Cuando su salud ya se deterioraba sin remedio, Isabel II decidió abandonar Buckingham e instalarse en el Castillo de Balmoral, su residencia estival y sitio predilecto. A partir de esta afinidad la Casa Real británica comunicó que se trataba de una elección íntima de Isabel. Sin embargo, se convirtió en el último gesto político de una figura que no dejó, en ningún momento, incluso desde el más allá, de marcar con su impronta la agenda política del reino. No solo el deceso se produce allí, en Escocia, sino que el largo peregrinaje de sus restos cruzó ese país desde Balmoral a Edimburgo, en un lento cortejo por las carreteras escocesas durante casi siete horas, entrando en cada uno de los pueblos y dando un rodeo lo suficientemente pausado para que todos los habitantes pudieran dar su adiós a la soberana.
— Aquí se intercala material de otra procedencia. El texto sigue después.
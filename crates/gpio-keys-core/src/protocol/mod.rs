//! The uinput protocol: constants, ioctl request numbers and the binary codec.
//!
//! A virtual keyboard is created by a privileged process talking to
//! `/dev/uinput`:
//!
//! ```text
//! open("/dev/uinput", O_WRONLY)
//! ioctl(UI_SET_EVBIT, EV_KEY)      ┐
//! ioctl(UI_SET_EVBIT, EV_SYN)      │ capability registration,
//! ioctl(UI_SET_KEYBIT, code) × N   ┘ must precede UI_DEV_CREATE
//! write(uinput_user_dev)             1116-byte descriptor
//! ioctl(UI_DEV_CREATE)
//! write(input_event) …               key + SYN_REPORT records
//! ioctl(UI_DEV_DESTROY)
//! close()
//! ```
//!
//! The kernel does not validate the layout of what is written.  A record with
//! the wrong size or field order is accepted and silently produces a device
//! that never delivers usable events, so the codec in [`codec`] builds every
//! byte explicitly.

pub mod codec;

pub use codec::{CodecError, DeviceDescriptor, InputEvent};

// ── Event types and codes ─────────────────────────────────────────────────────

/// Synchronization events (`EV_SYN`).
pub const EV_SYN: u16 = 0x00;
/// Key and button events (`EV_KEY`).
pub const EV_KEY: u16 = 0x01;
/// Marks the end of one atomic group of events.
pub const SYN_REPORT: u16 = 0;

/// `EV_KEY` value for a key press.
pub const KEY_PRESSED: i32 = 1;
/// `EV_KEY` value for a key release.
pub const KEY_RELEASED: i32 = 0;

/// `BUS_USB` from `linux/input.h`.
pub const BUS_USB: u16 = 0x03;

// ── Layout constants ──────────────────────────────────────────────────────────

/// Size of the NUL-padded name field in `uinput_user_dev`.
pub const UINPUT_MAX_NAME_SIZE: usize = 80;
/// Number of absolute axes (`ABS_CNT`); length of each abs* array.
pub const ABS_CNT: usize = 64;

/// Size of the `struct timeval` header of an `input_event`: two native `long`s.
pub const TIMESTAMP_SIZE: usize = 2 * std::mem::size_of::<isize>();
/// Size of one `struct input_event` on the build target.
pub const INPUT_EVENT_SIZE: usize = TIMESTAMP_SIZE + 2 + 2 + 4;
/// Size of `struct uinput_user_dev`.
pub const DESCRIPTOR_SIZE: usize = UINPUT_MAX_NAME_SIZE + 4 * 2 + 4 + 4 * ABS_CNT * 4;

// ── ioctl request numbers ─────────────────────────────────────────────────────

const IOC_NRBITS: u32 = 8;
const IOC_TYPEBITS: u32 = 8;
const IOC_SIZEBITS: u32 = 14;

const IOC_NRSHIFT: u32 = 0;
const IOC_TYPESHIFT: u32 = IOC_NRSHIFT + IOC_NRBITS;
const IOC_SIZESHIFT: u32 = IOC_TYPESHIFT + IOC_TYPEBITS;
const IOC_DIRSHIFT: u32 = IOC_SIZESHIFT + IOC_SIZEBITS;

const IOC_NONE: u32 = 0;
const IOC_WRITE: u32 = 1;

const UINPUT_IOCTL_BASE: u8 = b'U';

const fn ioc(dir: u32, ty: u8, nr: u32, size: u32) -> u32 {
    (dir << IOC_DIRSHIFT) | ((ty as u32) << IOC_TYPESHIFT) | (nr << IOC_NRSHIFT) | (size << IOC_SIZESHIFT)
}

const fn io(ty: u8, nr: u32) -> u32 {
    ioc(IOC_NONE, ty, nr, 0)
}

const fn iow(ty: u8, nr: u32, size: u32) -> u32 {
    ioc(IOC_WRITE, ty, nr, size)
}

/// `_IO('U', 1)`: create the device described by the last descriptor write.
pub const UI_DEV_CREATE: u32 = io(UINPUT_IOCTL_BASE, 1);
/// `_IO('U', 2)`: remove the device from the system.
pub const UI_DEV_DESTROY: u32 = io(UINPUT_IOCTL_BASE, 2);
/// `_IOW('U', 100, int)`: enable an event type.
pub const UI_SET_EVBIT: u32 = iow(UINPUT_IOCTL_BASE, 100, std::mem::size_of::<i32>() as u32);
/// `_IOW('U', 101, int)`: enable a key code.
pub const UI_SET_KEYBIT: u32 = iow(UINPUT_IOCTL_BASE, 101, std::mem::size_of::<i32>() as u32);
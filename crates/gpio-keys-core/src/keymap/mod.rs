//! Linux input key codes (`include/uapi/linux/input-event-codes.h`).
//!
//! These are the numeric codes the kernel expects in the `code` field of an
//! `EV_KEY` record and in `UI_SET_KEYBIT` registrations.  Only the keys a
//! button panel can sensibly emit are listed: letters, digits, the editing
//! and navigation cluster, modifiers and function keys.
//!
//! # Names
//!
//! Each code has a canonical `KEY_*` name identical to the kernel header, so
//! binding tables can be written the way the rest of the Linux input stack
//! spells them:
//!
//! ```toml
//! [[buttons]]
//! name = "start"
//! pin = 27
//! action = { key = "KEY_ENTER" }
//! ```

use std::fmt;
use std::str::FromStr;

use serde::{Deserialize, Serialize};
use thiserror::Error;

/// Error returned when a key name does not match any known `KEY_*` constant.
#[derive(Debug, Clone, Error, PartialEq, Eq)]
#[error("unknown key name: {0:?}")]
pub struct UnknownKeyName(pub String);

/// Linux input key code.
///
/// The numeric value of each variant is the kernel's `KEY_*` constant.
#[derive(Debug, Clone, Copy, PartialEq, Eq, Hash, PartialOrd, Ord, Serialize, Deserialize)]
#[serde(try_from = "String", into = "String")]
#[repr(u16)]
pub enum KeyCode {
    Esc = 1,
    Digit1 = 2,
    Digit2 = 3,
    Digit3 = 4,
    Digit4 = 5,
    Digit5 = 6,
    Digit6 = 7,
    Digit7 = 8,
    Digit8 = 9,
    Digit9 = 10,
    Digit0 = 11,
    Backspace = 14,
    Tab = 15,
    Q = 16,
    W = 17,
    E = 18,
    R = 19,
    T = 20,
    Y = 21,
    U = 22,
    I = 23,
    O = 24,
    P = 25,
    Enter = 28,
    LeftCtrl = 29,
    A = 30,
    S = 31,
    D = 32,
    F = 33,
    G = 34,
    H = 35,
    J = 36,
    K = 37,
    L = 38,
    LeftShift = 42,
    Z = 44,
    X = 45,
    C = 46,
    V = 47,
    B = 48,
    N = 49,
    M = 50,
    RightShift = 54,
    LeftAlt = 56,
    Space = 57,
    F1 = 59,
    F2 = 60,
    F3 = 61,
    F4 = 62,
    F5 = 63,
    F6 = 64,
    F7 = 65,
    F8 = 66,
    F9 = 67,
    F10 = 68,
    F11 = 87,
    F12 = 88,
    RightCtrl = 97,
    RightAlt = 100,
    Home = 102,
    Up = 103,
    PageUp = 104,
    Left = 105,
    Right = 106,
    End = 107,
    Down = 108,
    PageDown = 109,
    Insert = 110,
    Delete = 111,
}

/// Every supported key paired with its kernel header name.
const KEY_NAMES: &[(KeyCode, &str)] = &[
    (KeyCode::Esc, "KEY_ESC"),
    (KeyCode::Digit1, "KEY_1"),
    (KeyCode::Digit2, "KEY_2"),
    (KeyCode::Digit3, "KEY_3"),
    (KeyCode::Digit4, "KEY_4"),
    (KeyCode::Digit5, "KEY_5"),
    (KeyCode::Digit6, "KEY_6"),
    (KeyCode::Digit7, "KEY_7"),
    (KeyCode::Digit8, "KEY_8"),
    (KeyCode::Digit9, "KEY_9"),
    (KeyCode::Digit0, "KEY_0"),
    (KeyCode::Backspace, "KEY_BACKSPACE"),
    (KeyCode::Tab, "KEY_TAB"),
    (KeyCode::Q, "KEY_Q"),
    (KeyCode::W, "KEY_W"),
    (KeyCode::E, "KEY_E"),
    (KeyCode::R, "KEY_R"),
    (KeyCode::T, "KEY_T"),
    (KeyCode::Y, "KEY_Y"),
    (KeyCode::U, "KEY_U"),
    (KeyCode::I, "KEY_I"),
    (KeyCode::O, "KEY_O"),
    (KeyCode::P, "KEY_P"),
    (KeyCode::Enter, "KEY_ENTER"),
    (KeyCode::LeftCtrl, "KEY_LEFTCTRL"),
    (KeyCode::A, "KEY_A"),
    (KeyCode::S, "KEY_S"),
    (KeyCode::D, "KEY_D"),
    (KeyCode::F, "KEY_F"),
    (KeyCode::G, "KEY_G"),
    (KeyCode::H, "KEY_H"),
    (KeyCode::J, "KEY_J"),
    (KeyCode::K, "KEY_K"),
    (KeyCode::L, "KEY_L"),
    (KeyCode::LeftShift, "KEY_LEFTSHIFT"),
    (KeyCode::Z, "KEY_Z"),
    (KeyCode::X, "KEY_X"),
    (KeyCode::C, "KEY_C"),
    (KeyCode::V, "KEY_V"),
    (KeyCode::B, "KEY_B"),
    (KeyCode::N, "KEY_N"),
    (KeyCode::M, "KEY_M"),
    (KeyCode::RightShift, "KEY_RIGHTSHIFT"),
    (KeyCode::LeftAlt, "KEY_LEFTALT"),
    (KeyCode::Space, "KEY_SPACE"),
    (KeyCode::F1, "KEY_F1"),
    (KeyCode::F2, "KEY_F2"),
    (KeyCode::F3, "KEY_F3"),
    (KeyCode::F4, "KEY_F4"),
    (KeyCode::F5, "KEY_F5"),
    (KeyCode::F6, "KEY_F6"),
    (KeyCode::F7, "KEY_F7"),
    (KeyCode::F8, "KEY_F8"),
    (KeyCode::F9, "KEY_F9"),
    (KeyCode::F10, "KEY_F10"),
    (KeyCode::F11, "KEY_F11"),
    (KeyCode::F12, "KEY_F12"),
    (KeyCode::RightCtrl, "KEY_RIGHTCTRL"),
    (KeyCode::RightAlt, "KEY_RIGHTALT"),
    (KeyCode::Home, "KEY_HOME"),
    (KeyCode::Up, "KEY_UP"),
    (KeyCode::PageUp, "KEY_PAGEUP"),
    (KeyCode::Left, "KEY_LEFT"),
    (KeyCode::Right, "KEY_RIGHT"),
    (KeyCode::End, "KEY_END"),
    (KeyCode::Down, "KEY_DOWN"),
    (KeyCode::PageDown, "KEY_PAGEDOWN"),
    (KeyCode::Insert, "KEY_INSERT"),
    (KeyCode::Delete, "KEY_DELETE"),
];

impl KeyCode {
    /// Returns the kernel code written into `EV_KEY` records.
    pub fn as_u16(self) -> u16 {
        self as u16
    }

    /// Looks up a key by its kernel code.
    ///
    /// Returns `None` for codes outside the supported set.
    pub fn from_u16(code: u16) -> Option<Self> {
        KEY_NAMES
            .iter()
            .find(|(key, _)| key.as_u16() == code)
            .map(|(key, _)| *key)
    }

    /// Returns the `KEY_*` name from the kernel header.
    pub fn name(self) -> &'static str {
        KEY_NAMES
            .iter()
            .find(|(key, _)| *key == self)
            .map(|(_, name)| *name)
            .unwrap_or("KEY_RESERVED")
    }

    /// Iterates over every supported key in ascending code order.
    pub fn all() -> impl Iterator<Item = KeyCode> {
        KEY_NAMES.iter().map(|(key, _)| *key)
    }
}

impl fmt::Display for KeyCode {
    fn fmt(&self, f: &mut fmt::Formatter<'_>) -> fmt::Result {
        f.write_str(self.name())
    }
}

impl FromStr for KeyCode {
    type Err = UnknownKeyName;

    /// Parses a `KEY_*` name.  The `KEY_` prefix is optional and matching is
    /// case-insensitive, so `"KEY_ENTER"`, `"enter"` and `"Enter"` all work.
    fn from_str(s: &str) -> Result<Self, Self::Err> {
        let trimmed = s.trim();
        let upper = trimmed.to_ascii_uppercase();
        let wanted = if upper.starts_with("KEY_") {
            upper
        } else {
            format!("KEY_{upper}")
        };
        KEY_NAMES
            .iter()
            .find(|(_, name)| *name == wanted)
            .map(|(key, _)| *key)
            .ok_or_else(|| UnknownKeyName(trimmed.to_string()))
    }
}

impl TryFrom<String> for KeyCode {
    type Error = UnknownKeyName;

    fn try_from(value: String) -> Result<Self, Self::Error> {
        value.parse()
    }
}

impl From<KeyCode> for String {
    fn from(key: KeyCode) -> Self {
        key.name().to_string()
    }
}

// ── Tests ─────────────────────────────────────────────────────────────────────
Aquellas imágenes de la BBC recordaban a las que cada año se ven en la televisación del Tour de Francia, pero en lugar de los ciclistas atravesando verdes colinas, allí se veía rodar un cortejo fúnebre. No es procaz afirmar que se asistió a un acto de campaña electoral de la monarquía frente a un referéndum que luego el Tribunal Supremo británico declaró ilegal y prohibió realizar, pero en las elecciones generales de ese año, el independentismo escocés tuvo una debacle histórica. Obviamente, hay circunstancias políticas que explican esta derrota, pero la reina, aún muerta, no dejó de hacer su trabajo.
Sin duda, Letizia también trabaja para dejar a su hija Leonor un legado narrativo, un gran relato con el que anhela que reine. Póstumo, claro está, como este último capítulo escrito por la reina Isabel. Al igual que El gatopardo, editado después de la muerte de su autor ya que Lampedusa murió sin ver su libro publicado, obra que sin duda la reina Letizia ha leído con suma atención. No cambió de profesión solo para representar una jerarquía; ejerce el cargo para convertir la información en respuestas.
1 Síndrome de Guernica, Fernando Sánchez Castillo, Fundación Helga de Alvear, Cáceres.